Die App des Stromversorgers TransnetBW stand auf Rot! Der Strom in Deutschland wird immer zappeliger!
Zappelstrom
Der Strom in Deutschland wird immer zappeliger. Die App des Stromversorgers TransnetBW im grünen „Ländle“ rät, den Stromverbrauch am Sonntagabend zu reduzieren, um eine Lastspitze abzumildern. 
Mehr als 500 Megawatt Kraftwerksleistung aus dem Ausland
Die App „StromGedacht” von TransnetBW meldet jetzt erneut einen Engpass. Der Netzbetreiber mit Sitz in Stuttgart empfiehlt Nutzern in Baden-Württemberg, ihren Stromverbrauch ab dem späten Sonntagnachmittag bis Sonntagabend möglichst zu reduzieren. Elektrische Haushaltsgeräte wie Waschmaschinen sollen demnach nach Möglichkeit nicht in der Zeit zwischen 17 bis 19 Uhr benutzt werden. Auch sollen Geräte wie Laptops in diesem Zeitraum mit Akku betrieben werden. Zum Laden der Akkus oder für die Nutzung elektrischer Haushaltsgeräte soll die Zeit bis 17 Uhr genutzt werden. Hintergrund ist ein sogenannter „Redispatch“ – ein Eingriff in die Stromerzeugung, um Engpässe zu vermeiden. Im Norden werde im Laufe des Tages ein so hohes Windaufkommen erwartet, dass die Übertragungskapazität in den Südwesten nicht ausreicht, erläuterte eine Sprecherin. „Das ist wie ein Stau auf der Autobahn.”. Nicht nur zu wenig Wind ist also problematisch für die heimische Stromversorgung, sondern auch, wenn es mal kräftiger weht. Und weil der Wind in den zahlreichen Windparks in Deutschlands Norden nun mal etwas stärker pustet als „ideal“, müssen jetzt für Baden-Württemberg „als Ausgleich dazu“ mehr als 500 Megawatt Kraftwerksleistung aus dem Ausland bezogen werden. Stromversorgung à la rot-grüner Logik eben. „Der schrittweise Ausstieg aus der Kernenergie und die vermehrte Einspeisung von Strom aus erneuerbaren Energien wirken sich auf die Lastflüsse im Netz aus und führen dazu, dass Netzbetreiber häufiger als bisher Redispatch-Maßnahmen vornehmen müssen”, heißt es bei der Bundesnetzagentur.

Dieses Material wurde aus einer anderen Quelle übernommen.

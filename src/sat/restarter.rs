#![warn(clippy::all, clippy::pedantic)]
//! Restart strategies.
//!
//! A restart abandons the current decision sequence (learned clauses and
//! activities are kept) to escape an unproductive region of the search
//! space. Correctness never depends on restarting; only performance does.

/// Decides when the solver should restart. `should_restart` is called once
/// per conflict.
pub trait Restarter {
    fn new() -> Self;

    /// `true` when a restart is due now. Implementations reset their own
    /// interval bookkeeping before returning `true`.
    fn should_restart(&mut self) -> bool;

    fn num_restarts(&self) -> usize;
}

/// The k-th element of the Luby sequence 1, 1, 2, 1, 1, 2, 4, ... (`k`
/// 0-based).
fn luby(mut k: usize) -> usize {
    let mut size = 1_usize;
    let mut seq = 0_u32;
    while size < k + 1 {
        seq += 1;
        size = 2 * size + 1;
    }
    while size - 1 != k {
        size = (size - 1) / 2;
        seq -= 1;
        k %= size;
    }
    1 << seq
}

/// Restarts after `UNIT * luby(i)` conflicts for the i-th interval. The
/// Luby schedule is the standard choice when nothing is known about the
/// runtime distribution of the instance.
#[derive(Debug, Clone, Copy, PartialEq, Eq, Default)]
pub struct Luby<const UNIT: usize = 256> {
    conflicts: usize,
    restarts: usize,
}

impl<const UNIT: usize> Restarter for Luby<UNIT> {
    fn new() -> Self {
        Self {
            conflicts: 0,
            restarts: 0,
        }
    }

    fn should_restart(&mut self) -> bool {
        self.conflicts += 1;
        if self.conflicts >= UNIT * luby(self.restarts) {
            self.conflicts = 0;
            self.restarts += 1;
            true
        } else {
            false
        }
    }

    fn num_restarts(&self) -> usize {
        self.restarts
    }
}

/// Intervals start at `FIRST` conflicts and grow by half each restart.
#[derive(Debug, Clone, Copy, PartialEq, Eq, Default)]
pub struct Geometric<const FIRST: usize = 100> {
    conflicts: usize,
    interval: usize,
    restarts: usize,
}

impl<const FIRST: usize> Restarter for Geometric<FIRST> {
    fn new() -> Self {
        Self {
            conflicts: 0,
            interval: FIRST,
            restarts: 0,
        }
    }

    fn should_restart(&mut self) -> bool {
        self.conflicts += 1;
        if self.conflicts >= self.interval {
            self.conflicts = 0;
            self.interval += self.interval / 2;
            self.restarts += 1;
            true
        } else {
            false
        }
    }

    fn num_restarts(&self) -> usize {
        self.restarts
    }
}

/// Disables restarts entirely.
#[derive(Debug, Clone, Copy, PartialEq, Eq, Default)]
pub struct Never;

impl Restarter for Never {
    fn new() -> Self {
        Self
    }

    fn should_restart(&mut self) -> bool {
        false
    }

    fn num_restarts(&self) -> usize {
        0
    }
}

Die App des Stromversorgers TransnetBW stand auf Rot! Der Strom in Deutschland wird immer zappeliger!
Um 17 Uhr wird die Ampel -ROT-
Mit Zunahme der sogenannten Erneuerbaren Energien gibt es demnach häufiger Ungleichgewichte zwischen der hohen Erzeugung von Strom etwa aus Windkraft im Norden und dem Verbrauch im Süden. Und diese erfordern dann häufigere Eingriffe ins Stromnetz. Für die Verbraucher hat daher TransnetBW die App “StromGedacht” entwickelt: Sie zeigt beispielsweise für Sonntag tagsüber “Gelb” und rät somit, den Stromverbrauch vorzuziehen oder zu verschieben. Um 17 Uhr wird die Ampel „Rot”. Das bedeutet: Verbrauch reduzieren. Der Verbraucher soll auf diese Weise letztlich dazu animiert werden, seine Lebensgewohnheiten und seinen Tagesrhythmus an die am jeweiligen Tag gerade vorherrschende Witterung anzupassen. Wenig Wind oder Sturm im Norden Deutschlands sowie mal sonnige oder trübe Tage in Baden-Württemberg, all das kann der „woke“ Verbraucher künftig durch sein Verhalten zu kompensieren versuchen. Fast so wie im Mittelalter beispielsweise, als man noch abends mit den Hühnern zu Bett ging, um Kerzenlicht zu sparen. Gut, dass es da noch all unsere europäischen Nachbarn gibt, die unserem zunehmend zappeligen Zappelstrom mit der von ihnen kontinuierlich und zuverlässig erzeugten Kernenergie oder Strom aus ihren Gaskraftwerken aushelfen. Zu steigenden Preisen natürlich. Denn so viel deutsche Dummheit wird natürlich „belohnt“!